Mexican Energy Minister Luis Tellez said Mexico, Venezuela, and Saudi Arabia would join together to fight the accusations, asserted by SDO on behalf of U.S. independent producers (OGJ, May 17, 1999, p. 35). The three countries were the main architects of multilateral oil production cutback agreements in 1998 and in 1999 that have been the key to reviving oil prices while global oversupply and sagging demand threatened to keep oil prices in the cellar indefinitely.

What`s alleged

SDO, a group representing independent U.S. oil producers, has asked Commerce to investigate alleged dumping and ITC to impose antidumping tariffs against oil imports from the four countries accused. The petitions claim those nations are selling oil at less than fair value, due to government subsidies, thus injuring U.S. producers.

The SDO petitions are supported by the Independent Petroleum Association of America and the California Independent Petroleum Association, among other groups.
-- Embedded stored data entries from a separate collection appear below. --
//! Synthetic seismic sections: sparse reflectivity convolved with a Ricker wavelet.

#[cfg(test)]
mod tests;

use std::f64::consts::PI;
use std::ops::Range;

use rand::rngs::StdRng;
use rand::{Rng, SeedableRng};
use rand_distr::StandardNormal;
use serde::{Deserialize, Serialize};

use crate::error::{Error, Result};
use crate::grid::Grid2;

/// Parameters of the synthetic section.
#[derive(Debug, Clone, Copy, PartialEq, Serialize, Deserialize)]
#[serde(default)]
pub struct SectionConfig {
    pub traces: usize,
    /// Time samples per trace.
    pub samples: usize,
    /// Dominant wavelet frequency in Hz.
    pub dominant_frequency: f64,
    pub wavelet_points: usize,
    /// Wavelet time axis runs from `-wavelet_half_span` to `wavelet_half_span` seconds.
    pub wavelet_half_span: f64,
    pub reflectors_per_trace: usize,
    pub seed: u64,
}

impl Default for SectionConfig {
    fn default() -> Self {
        Self {
            traces: 100,
            samples: 500,
            dominant_frequency: 25.0,
            wavelet_points: 100,
            wavelet_half_span: 0.1,
            reflectors_per_trace: 5,
            seed: 42,
        }
    }
}

impl SectionConfig {
    pub fn validate(&self) -> Result<()> {
        if self.traces == 0 || self.samples == 0 {
            return Err(Error::InvalidConfig(format!(
                "section must have at least one trace and one sample, got {}x{}",
                self.samples, self.traces
            )));
        }
        if self.wavelet_points < 2 {
            return Err(Error::InvalidConfig(format!(
                "wavelet needs at least 2 points, got {}",
                self.wavelet_points
            )));
        }
        if !(self.dominant_frequency.is_finite() && self.dominant_frequency > 0.0) {
            return Err(Error::InvalidConfig(format!(
                "dominant frequency must be positive, got {}",
                self.dominant_frequency
            )));
        }
        if !(self.wavelet_half_span.is_finite() && self.wavelet_half_span > 0.0) {
            return Err(Error::InvalidConfig(format!(
                "wavelet half span must be positive, got {}",
                self.wavelet_half_span
            )));
        }
        Ok(())
    }
}

/// Ricker wavelet `(1 - 2π²f²t²)·exp(-π²f²t²)` on `points` samples spread
/// evenly over `[-half_span, half_span]`.
pub fn ricker_wavelet(frequency: f64, points: usize, half_span: f64) -> Vec<f64> {
    let a = (PI * frequency).powi(2);
    let step = if points > 1 {
        2.0 * half_span / (points - 1) as f64
    } else {
        0.0
    };
    (0..points)
        .map(|i| {
            let t = -half_span + step * i as f64;
            let t2 = t * t;
            (1.0 - 2.0 * a * t2) * (-a * t2).exp()
        })
        .collect()
}

/// One trace of zeros with `count` random spikes of standard-normal amplitude.
///
/// All indices are drawn before the amplitudes; a repeated index keeps the
/// later amplitude.
pub fn sparse_reflectivity<R: Rng>(rng: &mut R, samples: usize, count: usize) -> Vec<f64> {
    let mut trace = vec![0.0; samples];
    if samples == 0 {
        return trace;
    }
    let indices: Vec<usize> = (0..count).map(|_| rng.random_range(0..samples)).collect();
    for index in indices {
        trace[index] = rng.sample(StandardNormal);
    }
    trace
}

/// Discrete convolution trimmed to the longer input's length, centered
/// on the full result.
pub fn convolve_same(signal: &[f64], kernel: &[f64]) -> Vec<f64> {
    if signal.is_empty() || kernel.is_empty() {
        return Vec::new();
    }

    let full_len = signal.len() + kernel.len() - 1;
    let out_len = signal.len().max(kernel.len());
    let shorter = signal.len().min(kernel.len());
    let offset = (shorter - 1) - shorter / 2;
    debug_assert!(offset + out_len <= full_len);

    (offset..offset + out_len)
        .map(|n| {
            let k_lo = n.saturating_sub(signal.len() - 1);
            let k_hi = n.min(kernel.len() - 1);
            (k_lo..=k_hi).map(|k| kernel[k] * signal[n - k]).sum()
        })
        .collect()
}

/// Builds a `samples x traces` section (rows are time, columns are traces).
pub fn generate_section(config: &SectionConfig) -> Result<Grid2<f64>> {
    config.validate()?;

    let wavelet = ricker_wavelet(
        config.dominant_frequency,
        config.wavelet_points,
        config.wavelet_half_span,
    );
    let mut rng = StdRng::seed_from_u64(config.seed);

    let mut section = Grid2::new_filled(config.traces, config.samples, 0.0);
    for col in 0..config.traces {
        let reflectivity =
            sparse_reflectivity(&mut rng, config.samples, config.reflectors_per_trace);
        let trace = convolve_same(&reflectivity, &wavelet);
        // A wavelet longer than the trace widens "same" output; keep the centre.
        let skip = (trace.len() - config.samples) / 2;
        for (row, &v) in trace[skip..skip + config.samples].iter().enumerate() {
            section[(col, row)] = v;
        }
    }

    log::debug!(
        "Generated seismic section: {} samples x {} traces (seed {})",
        config.samples,
        config.traces,
        config.seed
    );

    Ok(section)
}

/// Half-open range of trace numbers to display.
#[derive(Debug, Clone, Copy, PartialEq, Eq, Serialize, Deserialize)]
pub struct TraceRange {
    pub start: usize,
    pub end: usize,
}

impl TraceRange {
    pub const fn new(start: usize, end: usize) -> Self {
        Self { start, end }
    }

    pub const fn full(traces: usize) -> Self {
        Self {
            start: 0,
            end: traces,
        }
    }

    pub fn len(&self) -> usize {
        self.end.saturating_sub(self.start)
    }

    pub fn is_empty(&self) -> bool {
        self.start >= self.end
    }

    pub fn as_range(&self) -> Range<usize> {
        self.start..self.end
    }

    pub fn validate(&self, traces: usize) -> Result<()> {
        if self.start >= self.end || self.end > traces {
            return Err(Error::InvalidConfig(format!(
                "trace range {}..{} must be non-empty and within 0..{}",
                self.start, self.end, traces
            )));
        }
        Ok(())
    }
}

/// Columns `range` of `section`.
pub fn trace_window(section: &Grid2<f64>, range: TraceRange) -> Result<Grid2<f64>> {
    range.validate(section.cols())?;
    Ok(section.column_window(range.as_range()))
}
Harold Hamm, SDO chairman, said, "U.S. producers believe in free-but fair-trade. We are the fiercest competitors on earth, company to company, but there is not any company anywhere that can compete against an oil company that is nationally owned and supported."

He said U.S. consumers would not be hurt if ITC grants tariffs: "A $1/bbl increase in crude oil prices at the wellhead results in only 2.5¢/gal total adjustment in gasoline."

Venezuelan reaction

Roberto Mandini, CEO of Venezuelan national oil company Petroleos de Venezuela SA, said, "The allegations are simply not true. Pdvsa receives no subsidies from the government; moreover, we have never dumped....
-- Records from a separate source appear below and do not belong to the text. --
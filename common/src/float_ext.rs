pub trait FloatExt: Copy {
    fn approximately_eq(self, other: Self) -> bool;

    fn approximately_eq_within(self, other: Self, tolerance: Self) -> bool;
}

impl FloatExt for f32 {
    fn approximately_eq(self, other: Self) -> bool {
        self.approximately_eq_within(other, 1e-6)
    }

    fn approximately_eq_within(self, other: Self, tolerance: Self) -> bool {
        (self - other).abs() < tolerance
    }
}

impl FloatExt for f64 {
    fn approximately_eq(self, other: Self) -> bool {
        self.approximately_eq_within(other, crate::EPSILON)
    }

    fn approximately_eq_within(self, other: Self, tolerance: Self) -> bool {
        (self - other).abs() < tolerance
    }
}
"In recent years," said Mandini, "Pdvsa has made very significant investments in the U.S. oil sector, and U.S. oil companies have invested as well in Venezuela...Pushing down oil prices would be suicidal for Venezuela. Our nation depends on oil revenues for a major portion of its national income.

Citgo Petroleum Corp., the U.S. subsidiary of Pdvsa, also opposes the antidumping petitions.

W.A. DeVore, senior vice-president of supply and marketing for Citgo, accused independent producers supporting the SDO petition of using Venezuela as a scapegoat: "(They) are simply ignoring the fact that the drop in prices last year resulted from a worldwide reduction in crude oil demand, brought about by unseasonably warm weather, the financial crisis in Asia, and increased sales of Russian oil and not by any dumping on the part of Venezuela," said DeVore.

Mandini shares DeVore`s viewpoint. "Pdvsa has more things in common than differences with independent and small oil producers in the U.S.," he said. "We fully understand their plight; indeed, we share it...We should not be made a scapegoat for financial woes that we share with our U.S. counterparts and other world oil producers....

"Far from engaging in dumping," added Mandini, "Pdvsa responded rationally to last year`s worldwide decline in demand by reducing our crude oil output."